[WORK TASK]:
Tally the lines of the listing that contain the word "original", then give the total and nothing else.

[RECORDS SUPPLIED]:
^^^^^^^^

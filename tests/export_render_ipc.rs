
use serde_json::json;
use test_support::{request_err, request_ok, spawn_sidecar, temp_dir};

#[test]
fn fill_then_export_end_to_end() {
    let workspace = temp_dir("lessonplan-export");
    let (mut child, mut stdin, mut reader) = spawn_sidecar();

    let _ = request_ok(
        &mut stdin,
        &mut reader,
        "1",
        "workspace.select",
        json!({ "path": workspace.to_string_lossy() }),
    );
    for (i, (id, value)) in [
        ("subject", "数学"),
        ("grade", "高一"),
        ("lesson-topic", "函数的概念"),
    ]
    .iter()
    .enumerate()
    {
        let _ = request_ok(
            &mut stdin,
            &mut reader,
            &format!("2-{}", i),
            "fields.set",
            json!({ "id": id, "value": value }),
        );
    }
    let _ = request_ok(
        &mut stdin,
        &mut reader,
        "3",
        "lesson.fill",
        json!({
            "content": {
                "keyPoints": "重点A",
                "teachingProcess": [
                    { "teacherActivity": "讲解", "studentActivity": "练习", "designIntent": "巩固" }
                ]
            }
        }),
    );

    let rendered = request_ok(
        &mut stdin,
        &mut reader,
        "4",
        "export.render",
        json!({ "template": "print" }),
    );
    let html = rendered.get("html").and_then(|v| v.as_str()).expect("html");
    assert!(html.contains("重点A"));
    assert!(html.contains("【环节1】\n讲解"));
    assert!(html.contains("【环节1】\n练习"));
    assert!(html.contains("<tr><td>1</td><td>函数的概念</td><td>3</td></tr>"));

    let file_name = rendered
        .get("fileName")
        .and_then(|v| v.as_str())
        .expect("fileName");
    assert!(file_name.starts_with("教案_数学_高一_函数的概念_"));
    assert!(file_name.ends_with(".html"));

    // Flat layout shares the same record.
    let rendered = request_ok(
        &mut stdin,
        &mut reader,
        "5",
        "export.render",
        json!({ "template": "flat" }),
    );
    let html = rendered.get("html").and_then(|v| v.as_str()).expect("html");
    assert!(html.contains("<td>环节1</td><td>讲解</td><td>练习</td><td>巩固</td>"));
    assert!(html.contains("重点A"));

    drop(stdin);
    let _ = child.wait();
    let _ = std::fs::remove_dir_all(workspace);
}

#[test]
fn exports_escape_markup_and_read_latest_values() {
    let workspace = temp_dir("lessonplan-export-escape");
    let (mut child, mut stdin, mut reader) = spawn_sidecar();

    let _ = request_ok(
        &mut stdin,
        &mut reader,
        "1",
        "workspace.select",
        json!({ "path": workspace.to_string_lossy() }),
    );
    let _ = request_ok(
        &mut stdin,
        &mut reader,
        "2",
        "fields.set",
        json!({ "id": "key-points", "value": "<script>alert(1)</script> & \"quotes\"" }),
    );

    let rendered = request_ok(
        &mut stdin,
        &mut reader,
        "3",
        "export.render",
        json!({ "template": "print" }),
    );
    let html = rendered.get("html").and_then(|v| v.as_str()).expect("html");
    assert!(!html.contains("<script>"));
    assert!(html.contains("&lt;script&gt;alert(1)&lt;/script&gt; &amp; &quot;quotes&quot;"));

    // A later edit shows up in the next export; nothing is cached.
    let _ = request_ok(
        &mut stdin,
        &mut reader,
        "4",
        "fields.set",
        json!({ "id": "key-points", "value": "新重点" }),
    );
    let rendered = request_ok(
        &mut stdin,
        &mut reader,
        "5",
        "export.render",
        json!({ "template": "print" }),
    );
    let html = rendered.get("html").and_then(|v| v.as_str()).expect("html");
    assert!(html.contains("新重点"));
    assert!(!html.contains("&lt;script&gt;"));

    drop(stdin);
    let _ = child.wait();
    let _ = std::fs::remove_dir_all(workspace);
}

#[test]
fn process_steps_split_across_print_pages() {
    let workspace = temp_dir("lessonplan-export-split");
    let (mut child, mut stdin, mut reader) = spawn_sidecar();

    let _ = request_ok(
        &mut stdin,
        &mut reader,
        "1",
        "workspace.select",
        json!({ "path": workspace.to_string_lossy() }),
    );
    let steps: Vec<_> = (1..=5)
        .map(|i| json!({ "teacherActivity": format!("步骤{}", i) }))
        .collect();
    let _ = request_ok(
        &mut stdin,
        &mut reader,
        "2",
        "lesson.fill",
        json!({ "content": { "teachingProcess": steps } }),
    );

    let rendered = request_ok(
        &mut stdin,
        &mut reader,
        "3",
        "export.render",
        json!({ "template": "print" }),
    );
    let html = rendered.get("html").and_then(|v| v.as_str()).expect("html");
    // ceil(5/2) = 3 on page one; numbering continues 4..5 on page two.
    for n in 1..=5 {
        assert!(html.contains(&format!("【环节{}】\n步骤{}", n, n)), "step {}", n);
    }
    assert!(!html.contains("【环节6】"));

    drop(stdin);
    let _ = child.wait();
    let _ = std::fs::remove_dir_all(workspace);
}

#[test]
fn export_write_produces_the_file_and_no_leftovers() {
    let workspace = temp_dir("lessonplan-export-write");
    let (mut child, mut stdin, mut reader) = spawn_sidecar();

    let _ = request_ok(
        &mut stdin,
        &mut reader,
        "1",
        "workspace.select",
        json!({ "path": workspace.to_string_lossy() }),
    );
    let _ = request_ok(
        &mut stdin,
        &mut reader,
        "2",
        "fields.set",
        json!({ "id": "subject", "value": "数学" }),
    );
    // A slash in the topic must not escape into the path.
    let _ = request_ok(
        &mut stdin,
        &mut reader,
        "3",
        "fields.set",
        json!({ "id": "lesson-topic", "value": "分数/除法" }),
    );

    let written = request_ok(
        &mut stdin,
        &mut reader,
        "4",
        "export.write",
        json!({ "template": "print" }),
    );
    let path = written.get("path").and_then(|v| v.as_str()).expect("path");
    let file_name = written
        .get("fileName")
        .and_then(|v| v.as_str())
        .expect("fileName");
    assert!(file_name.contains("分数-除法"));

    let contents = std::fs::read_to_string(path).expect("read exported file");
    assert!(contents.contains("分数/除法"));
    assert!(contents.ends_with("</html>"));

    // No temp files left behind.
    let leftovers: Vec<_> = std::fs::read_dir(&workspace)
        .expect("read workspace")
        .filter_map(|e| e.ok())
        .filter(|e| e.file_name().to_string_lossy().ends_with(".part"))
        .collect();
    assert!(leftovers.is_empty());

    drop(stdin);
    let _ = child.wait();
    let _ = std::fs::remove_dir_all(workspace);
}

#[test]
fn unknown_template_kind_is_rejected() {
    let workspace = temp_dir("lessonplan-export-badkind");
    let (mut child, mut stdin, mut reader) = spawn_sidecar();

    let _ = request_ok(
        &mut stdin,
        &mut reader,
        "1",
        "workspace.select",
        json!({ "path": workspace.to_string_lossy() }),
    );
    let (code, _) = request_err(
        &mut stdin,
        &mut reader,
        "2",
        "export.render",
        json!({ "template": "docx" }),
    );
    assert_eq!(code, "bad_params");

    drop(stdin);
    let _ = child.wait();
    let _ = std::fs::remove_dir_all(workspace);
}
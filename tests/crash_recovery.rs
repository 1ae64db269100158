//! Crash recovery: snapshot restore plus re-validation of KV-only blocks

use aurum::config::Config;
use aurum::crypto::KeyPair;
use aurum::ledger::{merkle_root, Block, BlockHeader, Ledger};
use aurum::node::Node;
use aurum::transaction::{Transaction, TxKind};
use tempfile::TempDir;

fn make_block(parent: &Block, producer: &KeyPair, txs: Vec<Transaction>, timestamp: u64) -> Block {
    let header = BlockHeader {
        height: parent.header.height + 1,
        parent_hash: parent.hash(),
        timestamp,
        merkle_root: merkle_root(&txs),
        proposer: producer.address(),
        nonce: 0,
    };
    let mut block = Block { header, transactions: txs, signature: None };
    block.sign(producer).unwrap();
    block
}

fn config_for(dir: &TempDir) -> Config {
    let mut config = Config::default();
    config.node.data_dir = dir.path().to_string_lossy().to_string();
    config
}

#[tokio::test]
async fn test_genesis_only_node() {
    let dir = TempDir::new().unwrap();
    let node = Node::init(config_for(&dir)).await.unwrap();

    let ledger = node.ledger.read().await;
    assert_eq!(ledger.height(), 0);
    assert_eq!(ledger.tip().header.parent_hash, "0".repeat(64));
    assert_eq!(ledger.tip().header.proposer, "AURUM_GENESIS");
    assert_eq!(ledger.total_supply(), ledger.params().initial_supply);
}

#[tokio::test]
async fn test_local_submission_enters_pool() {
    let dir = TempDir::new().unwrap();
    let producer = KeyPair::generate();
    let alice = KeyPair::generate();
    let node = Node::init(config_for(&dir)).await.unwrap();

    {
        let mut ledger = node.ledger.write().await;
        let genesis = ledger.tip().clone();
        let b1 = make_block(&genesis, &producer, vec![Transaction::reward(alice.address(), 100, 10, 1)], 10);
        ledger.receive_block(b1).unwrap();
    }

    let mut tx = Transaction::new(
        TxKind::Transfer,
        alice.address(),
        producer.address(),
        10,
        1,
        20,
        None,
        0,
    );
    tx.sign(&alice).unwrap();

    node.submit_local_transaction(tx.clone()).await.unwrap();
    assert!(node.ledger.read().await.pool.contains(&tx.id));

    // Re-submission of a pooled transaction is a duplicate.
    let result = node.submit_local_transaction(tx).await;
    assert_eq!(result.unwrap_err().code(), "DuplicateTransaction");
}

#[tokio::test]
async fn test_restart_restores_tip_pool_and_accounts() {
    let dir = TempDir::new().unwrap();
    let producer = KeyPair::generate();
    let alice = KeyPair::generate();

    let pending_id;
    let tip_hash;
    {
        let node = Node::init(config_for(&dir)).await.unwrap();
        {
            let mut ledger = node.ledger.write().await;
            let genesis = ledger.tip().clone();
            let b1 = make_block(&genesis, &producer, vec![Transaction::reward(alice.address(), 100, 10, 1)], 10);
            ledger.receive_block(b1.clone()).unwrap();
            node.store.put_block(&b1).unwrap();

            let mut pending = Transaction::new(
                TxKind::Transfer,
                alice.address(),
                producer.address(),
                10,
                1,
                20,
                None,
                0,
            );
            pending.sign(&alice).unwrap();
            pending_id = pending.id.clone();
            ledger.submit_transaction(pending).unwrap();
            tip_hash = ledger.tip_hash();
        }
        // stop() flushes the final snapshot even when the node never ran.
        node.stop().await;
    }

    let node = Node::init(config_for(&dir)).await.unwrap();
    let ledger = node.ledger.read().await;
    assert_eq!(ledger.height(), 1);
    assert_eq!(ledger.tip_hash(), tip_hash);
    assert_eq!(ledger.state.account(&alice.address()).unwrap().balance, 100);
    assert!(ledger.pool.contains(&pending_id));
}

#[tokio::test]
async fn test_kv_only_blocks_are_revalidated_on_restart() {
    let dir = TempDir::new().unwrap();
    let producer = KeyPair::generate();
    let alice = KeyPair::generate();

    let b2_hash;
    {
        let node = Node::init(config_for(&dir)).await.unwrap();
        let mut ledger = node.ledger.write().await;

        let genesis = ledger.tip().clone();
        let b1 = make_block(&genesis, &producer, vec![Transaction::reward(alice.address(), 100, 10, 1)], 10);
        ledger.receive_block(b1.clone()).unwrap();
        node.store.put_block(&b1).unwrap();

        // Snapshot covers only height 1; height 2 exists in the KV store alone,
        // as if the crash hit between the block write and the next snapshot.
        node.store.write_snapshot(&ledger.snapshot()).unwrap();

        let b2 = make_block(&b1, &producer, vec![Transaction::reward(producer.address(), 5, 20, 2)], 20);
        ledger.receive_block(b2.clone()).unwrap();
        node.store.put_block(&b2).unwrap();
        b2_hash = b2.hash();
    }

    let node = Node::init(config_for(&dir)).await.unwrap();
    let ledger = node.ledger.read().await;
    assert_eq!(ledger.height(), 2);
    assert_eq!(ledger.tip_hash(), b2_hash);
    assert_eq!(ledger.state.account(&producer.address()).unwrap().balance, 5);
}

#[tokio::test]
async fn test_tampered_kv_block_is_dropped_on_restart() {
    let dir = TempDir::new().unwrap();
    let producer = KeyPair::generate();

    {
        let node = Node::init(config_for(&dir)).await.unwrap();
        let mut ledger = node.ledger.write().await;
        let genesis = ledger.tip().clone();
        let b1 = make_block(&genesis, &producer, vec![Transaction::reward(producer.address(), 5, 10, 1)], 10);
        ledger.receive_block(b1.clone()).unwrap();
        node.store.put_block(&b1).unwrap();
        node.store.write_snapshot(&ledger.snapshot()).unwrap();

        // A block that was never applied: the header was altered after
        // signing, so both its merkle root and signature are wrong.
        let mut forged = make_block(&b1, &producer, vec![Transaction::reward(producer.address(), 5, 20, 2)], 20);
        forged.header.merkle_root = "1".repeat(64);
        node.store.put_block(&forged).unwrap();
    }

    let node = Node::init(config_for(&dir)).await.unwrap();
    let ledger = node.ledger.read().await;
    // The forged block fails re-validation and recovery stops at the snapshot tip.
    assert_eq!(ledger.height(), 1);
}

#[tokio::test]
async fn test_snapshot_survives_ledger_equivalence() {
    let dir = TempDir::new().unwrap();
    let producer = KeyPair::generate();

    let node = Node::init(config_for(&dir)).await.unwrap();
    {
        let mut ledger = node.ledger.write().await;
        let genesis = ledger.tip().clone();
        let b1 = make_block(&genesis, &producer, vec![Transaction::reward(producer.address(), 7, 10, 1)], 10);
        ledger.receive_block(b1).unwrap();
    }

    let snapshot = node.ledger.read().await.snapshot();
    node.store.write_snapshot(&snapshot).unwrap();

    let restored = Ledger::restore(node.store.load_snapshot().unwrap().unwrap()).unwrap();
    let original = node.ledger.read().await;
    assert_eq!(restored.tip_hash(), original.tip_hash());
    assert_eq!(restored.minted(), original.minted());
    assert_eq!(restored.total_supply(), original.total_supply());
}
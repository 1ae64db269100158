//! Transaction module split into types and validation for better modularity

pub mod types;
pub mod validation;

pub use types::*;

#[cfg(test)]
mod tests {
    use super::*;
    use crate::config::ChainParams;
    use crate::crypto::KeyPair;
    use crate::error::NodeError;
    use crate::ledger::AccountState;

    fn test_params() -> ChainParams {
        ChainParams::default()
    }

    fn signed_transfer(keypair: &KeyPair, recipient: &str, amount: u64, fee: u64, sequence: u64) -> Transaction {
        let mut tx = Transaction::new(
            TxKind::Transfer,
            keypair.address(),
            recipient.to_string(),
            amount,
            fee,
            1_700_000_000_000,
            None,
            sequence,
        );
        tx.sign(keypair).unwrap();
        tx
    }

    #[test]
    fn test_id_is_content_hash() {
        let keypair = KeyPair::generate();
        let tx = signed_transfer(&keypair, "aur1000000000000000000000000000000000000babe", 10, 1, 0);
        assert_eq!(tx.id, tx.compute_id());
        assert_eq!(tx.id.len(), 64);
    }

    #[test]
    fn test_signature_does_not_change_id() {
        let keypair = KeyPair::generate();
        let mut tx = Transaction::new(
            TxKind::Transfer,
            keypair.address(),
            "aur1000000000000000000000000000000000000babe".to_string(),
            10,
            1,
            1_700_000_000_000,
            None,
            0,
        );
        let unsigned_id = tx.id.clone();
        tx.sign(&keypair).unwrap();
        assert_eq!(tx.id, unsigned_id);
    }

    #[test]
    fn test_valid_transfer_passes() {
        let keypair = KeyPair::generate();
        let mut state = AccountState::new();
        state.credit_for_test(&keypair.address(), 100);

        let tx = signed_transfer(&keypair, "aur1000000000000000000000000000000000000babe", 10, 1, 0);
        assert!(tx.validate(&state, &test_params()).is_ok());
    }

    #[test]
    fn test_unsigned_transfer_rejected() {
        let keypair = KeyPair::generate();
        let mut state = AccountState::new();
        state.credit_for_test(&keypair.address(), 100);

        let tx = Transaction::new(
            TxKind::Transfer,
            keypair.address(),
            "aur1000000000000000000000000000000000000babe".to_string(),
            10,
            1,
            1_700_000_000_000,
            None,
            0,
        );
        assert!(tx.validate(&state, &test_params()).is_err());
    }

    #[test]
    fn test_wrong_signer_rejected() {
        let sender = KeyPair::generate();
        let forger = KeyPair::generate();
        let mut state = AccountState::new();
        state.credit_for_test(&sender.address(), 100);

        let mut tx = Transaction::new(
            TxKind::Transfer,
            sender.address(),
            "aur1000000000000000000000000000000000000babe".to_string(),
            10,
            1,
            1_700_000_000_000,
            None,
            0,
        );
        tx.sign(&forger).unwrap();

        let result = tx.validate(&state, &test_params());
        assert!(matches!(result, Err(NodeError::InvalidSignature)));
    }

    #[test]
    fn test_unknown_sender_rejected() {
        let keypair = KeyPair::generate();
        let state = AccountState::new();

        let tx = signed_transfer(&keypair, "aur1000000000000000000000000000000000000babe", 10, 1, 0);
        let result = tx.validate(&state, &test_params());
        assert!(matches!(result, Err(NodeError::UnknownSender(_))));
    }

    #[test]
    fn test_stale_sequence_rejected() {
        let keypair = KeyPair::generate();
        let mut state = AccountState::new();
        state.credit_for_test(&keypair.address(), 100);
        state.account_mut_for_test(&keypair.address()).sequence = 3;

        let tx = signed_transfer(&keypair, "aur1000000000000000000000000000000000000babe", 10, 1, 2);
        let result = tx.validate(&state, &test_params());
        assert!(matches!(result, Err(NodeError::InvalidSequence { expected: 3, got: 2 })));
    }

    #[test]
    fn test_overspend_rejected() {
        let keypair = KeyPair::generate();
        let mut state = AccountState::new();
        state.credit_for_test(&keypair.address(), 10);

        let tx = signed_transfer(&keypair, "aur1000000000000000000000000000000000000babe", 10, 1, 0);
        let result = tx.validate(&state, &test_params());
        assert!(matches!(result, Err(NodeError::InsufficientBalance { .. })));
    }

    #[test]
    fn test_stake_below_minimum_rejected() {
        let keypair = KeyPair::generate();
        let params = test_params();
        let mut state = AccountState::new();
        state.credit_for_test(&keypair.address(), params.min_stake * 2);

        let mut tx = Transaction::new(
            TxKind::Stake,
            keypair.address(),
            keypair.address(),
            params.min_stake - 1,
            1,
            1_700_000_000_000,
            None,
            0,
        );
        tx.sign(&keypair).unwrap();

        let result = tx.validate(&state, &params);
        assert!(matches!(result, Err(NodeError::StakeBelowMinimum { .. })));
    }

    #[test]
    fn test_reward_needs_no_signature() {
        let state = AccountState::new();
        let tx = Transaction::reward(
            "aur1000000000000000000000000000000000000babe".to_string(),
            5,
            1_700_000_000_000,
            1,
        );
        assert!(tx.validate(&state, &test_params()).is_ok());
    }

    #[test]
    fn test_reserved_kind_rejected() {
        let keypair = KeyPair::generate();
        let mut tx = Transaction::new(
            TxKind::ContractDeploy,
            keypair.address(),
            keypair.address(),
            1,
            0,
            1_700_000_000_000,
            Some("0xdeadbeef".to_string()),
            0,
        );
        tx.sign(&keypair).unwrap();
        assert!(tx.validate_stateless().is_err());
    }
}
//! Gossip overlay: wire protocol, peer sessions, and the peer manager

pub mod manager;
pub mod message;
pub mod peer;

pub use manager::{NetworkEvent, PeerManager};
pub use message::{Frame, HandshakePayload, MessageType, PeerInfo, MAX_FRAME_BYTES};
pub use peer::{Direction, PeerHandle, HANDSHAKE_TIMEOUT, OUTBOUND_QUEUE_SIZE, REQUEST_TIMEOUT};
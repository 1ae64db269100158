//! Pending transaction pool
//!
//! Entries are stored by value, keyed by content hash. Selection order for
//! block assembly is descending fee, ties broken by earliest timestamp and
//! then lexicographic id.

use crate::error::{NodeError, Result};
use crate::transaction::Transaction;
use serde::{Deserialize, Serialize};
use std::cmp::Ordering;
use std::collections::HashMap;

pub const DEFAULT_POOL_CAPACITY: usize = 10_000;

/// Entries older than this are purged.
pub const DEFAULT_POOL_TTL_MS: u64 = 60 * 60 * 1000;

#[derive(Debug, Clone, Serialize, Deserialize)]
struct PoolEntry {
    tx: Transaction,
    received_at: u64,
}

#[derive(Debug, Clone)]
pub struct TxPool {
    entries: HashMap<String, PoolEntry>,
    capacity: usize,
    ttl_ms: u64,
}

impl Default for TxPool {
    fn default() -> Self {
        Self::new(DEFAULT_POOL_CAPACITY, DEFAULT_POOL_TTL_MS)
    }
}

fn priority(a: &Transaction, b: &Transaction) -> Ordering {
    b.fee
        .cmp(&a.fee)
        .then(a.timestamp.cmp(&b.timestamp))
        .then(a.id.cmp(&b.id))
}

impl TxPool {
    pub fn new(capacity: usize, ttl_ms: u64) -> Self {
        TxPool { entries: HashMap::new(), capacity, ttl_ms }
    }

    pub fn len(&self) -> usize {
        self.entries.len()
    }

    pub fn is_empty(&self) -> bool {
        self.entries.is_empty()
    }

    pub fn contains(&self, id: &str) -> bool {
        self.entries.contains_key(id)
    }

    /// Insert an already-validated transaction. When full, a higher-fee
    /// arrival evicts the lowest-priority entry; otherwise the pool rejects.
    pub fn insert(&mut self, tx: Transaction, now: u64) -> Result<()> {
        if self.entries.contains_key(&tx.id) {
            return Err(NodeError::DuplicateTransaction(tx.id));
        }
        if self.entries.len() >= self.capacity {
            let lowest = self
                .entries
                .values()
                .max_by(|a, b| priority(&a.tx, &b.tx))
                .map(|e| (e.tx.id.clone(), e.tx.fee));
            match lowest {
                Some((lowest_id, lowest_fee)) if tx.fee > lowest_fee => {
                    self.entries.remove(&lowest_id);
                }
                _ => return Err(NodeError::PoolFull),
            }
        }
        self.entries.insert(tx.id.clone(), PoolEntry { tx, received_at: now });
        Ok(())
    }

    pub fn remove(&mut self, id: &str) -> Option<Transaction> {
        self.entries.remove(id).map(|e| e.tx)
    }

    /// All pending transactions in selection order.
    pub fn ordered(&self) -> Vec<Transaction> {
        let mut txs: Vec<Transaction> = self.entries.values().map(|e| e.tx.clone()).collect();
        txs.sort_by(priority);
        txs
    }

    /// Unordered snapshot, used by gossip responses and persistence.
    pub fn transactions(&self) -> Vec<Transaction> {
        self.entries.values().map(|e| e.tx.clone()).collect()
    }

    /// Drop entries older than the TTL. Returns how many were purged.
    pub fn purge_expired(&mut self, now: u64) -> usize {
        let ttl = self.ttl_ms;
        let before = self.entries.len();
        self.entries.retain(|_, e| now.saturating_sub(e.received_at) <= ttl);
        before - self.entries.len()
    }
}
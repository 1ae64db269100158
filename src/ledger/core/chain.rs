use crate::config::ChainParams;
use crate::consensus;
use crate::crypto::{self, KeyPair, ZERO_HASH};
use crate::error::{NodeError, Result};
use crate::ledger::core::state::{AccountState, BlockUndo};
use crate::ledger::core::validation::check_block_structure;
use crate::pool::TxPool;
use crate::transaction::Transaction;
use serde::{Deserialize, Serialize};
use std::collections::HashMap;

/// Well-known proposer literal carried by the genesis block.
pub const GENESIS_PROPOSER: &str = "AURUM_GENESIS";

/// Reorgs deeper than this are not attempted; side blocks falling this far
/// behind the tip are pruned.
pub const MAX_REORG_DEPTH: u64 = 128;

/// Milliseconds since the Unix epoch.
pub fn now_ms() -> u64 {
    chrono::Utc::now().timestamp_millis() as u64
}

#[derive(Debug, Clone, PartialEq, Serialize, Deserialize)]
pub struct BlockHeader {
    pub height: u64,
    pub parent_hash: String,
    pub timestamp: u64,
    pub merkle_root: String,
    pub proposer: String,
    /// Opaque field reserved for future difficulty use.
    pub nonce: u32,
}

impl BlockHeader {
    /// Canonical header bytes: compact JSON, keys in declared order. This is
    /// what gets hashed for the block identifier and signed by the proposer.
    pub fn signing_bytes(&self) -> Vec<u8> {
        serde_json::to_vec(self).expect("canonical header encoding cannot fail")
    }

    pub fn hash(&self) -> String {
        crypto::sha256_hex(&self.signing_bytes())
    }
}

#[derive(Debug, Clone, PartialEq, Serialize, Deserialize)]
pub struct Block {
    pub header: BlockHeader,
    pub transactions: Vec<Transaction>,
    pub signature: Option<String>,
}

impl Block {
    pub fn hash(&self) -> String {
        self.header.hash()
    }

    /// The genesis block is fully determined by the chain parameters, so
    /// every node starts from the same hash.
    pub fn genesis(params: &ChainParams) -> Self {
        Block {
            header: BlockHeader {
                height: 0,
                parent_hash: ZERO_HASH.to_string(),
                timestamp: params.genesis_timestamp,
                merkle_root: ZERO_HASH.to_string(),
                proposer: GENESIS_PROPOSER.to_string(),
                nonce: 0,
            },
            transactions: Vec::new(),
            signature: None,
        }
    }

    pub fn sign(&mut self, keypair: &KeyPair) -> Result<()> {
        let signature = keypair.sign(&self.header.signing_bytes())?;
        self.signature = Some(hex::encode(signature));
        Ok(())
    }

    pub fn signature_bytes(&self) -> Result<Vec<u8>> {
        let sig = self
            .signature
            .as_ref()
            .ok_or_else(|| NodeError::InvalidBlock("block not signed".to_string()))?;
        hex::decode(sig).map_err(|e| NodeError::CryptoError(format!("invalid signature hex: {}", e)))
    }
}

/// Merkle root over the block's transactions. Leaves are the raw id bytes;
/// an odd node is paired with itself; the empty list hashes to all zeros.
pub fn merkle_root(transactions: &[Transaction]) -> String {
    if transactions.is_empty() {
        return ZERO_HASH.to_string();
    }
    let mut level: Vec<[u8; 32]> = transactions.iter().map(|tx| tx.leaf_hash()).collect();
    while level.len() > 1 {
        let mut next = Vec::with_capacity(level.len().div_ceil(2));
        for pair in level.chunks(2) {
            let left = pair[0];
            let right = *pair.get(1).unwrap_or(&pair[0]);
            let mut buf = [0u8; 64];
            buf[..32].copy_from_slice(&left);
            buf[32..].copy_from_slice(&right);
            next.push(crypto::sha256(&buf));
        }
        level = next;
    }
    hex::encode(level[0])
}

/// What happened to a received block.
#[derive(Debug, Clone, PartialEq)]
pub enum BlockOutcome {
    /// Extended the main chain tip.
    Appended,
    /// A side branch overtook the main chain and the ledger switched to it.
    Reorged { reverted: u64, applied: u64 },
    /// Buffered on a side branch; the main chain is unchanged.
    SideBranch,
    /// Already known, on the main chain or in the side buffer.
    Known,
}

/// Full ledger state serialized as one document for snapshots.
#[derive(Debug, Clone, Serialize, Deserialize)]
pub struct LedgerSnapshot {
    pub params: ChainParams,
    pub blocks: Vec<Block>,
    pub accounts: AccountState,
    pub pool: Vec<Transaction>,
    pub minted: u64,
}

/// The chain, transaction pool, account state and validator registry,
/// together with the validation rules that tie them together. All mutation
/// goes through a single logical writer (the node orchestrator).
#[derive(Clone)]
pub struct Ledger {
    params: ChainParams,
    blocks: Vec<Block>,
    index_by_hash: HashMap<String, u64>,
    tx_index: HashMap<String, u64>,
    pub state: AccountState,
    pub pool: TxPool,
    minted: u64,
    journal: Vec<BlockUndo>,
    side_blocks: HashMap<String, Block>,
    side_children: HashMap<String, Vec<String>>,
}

^^^^^^^^

[YOUR RESPONSE]:
4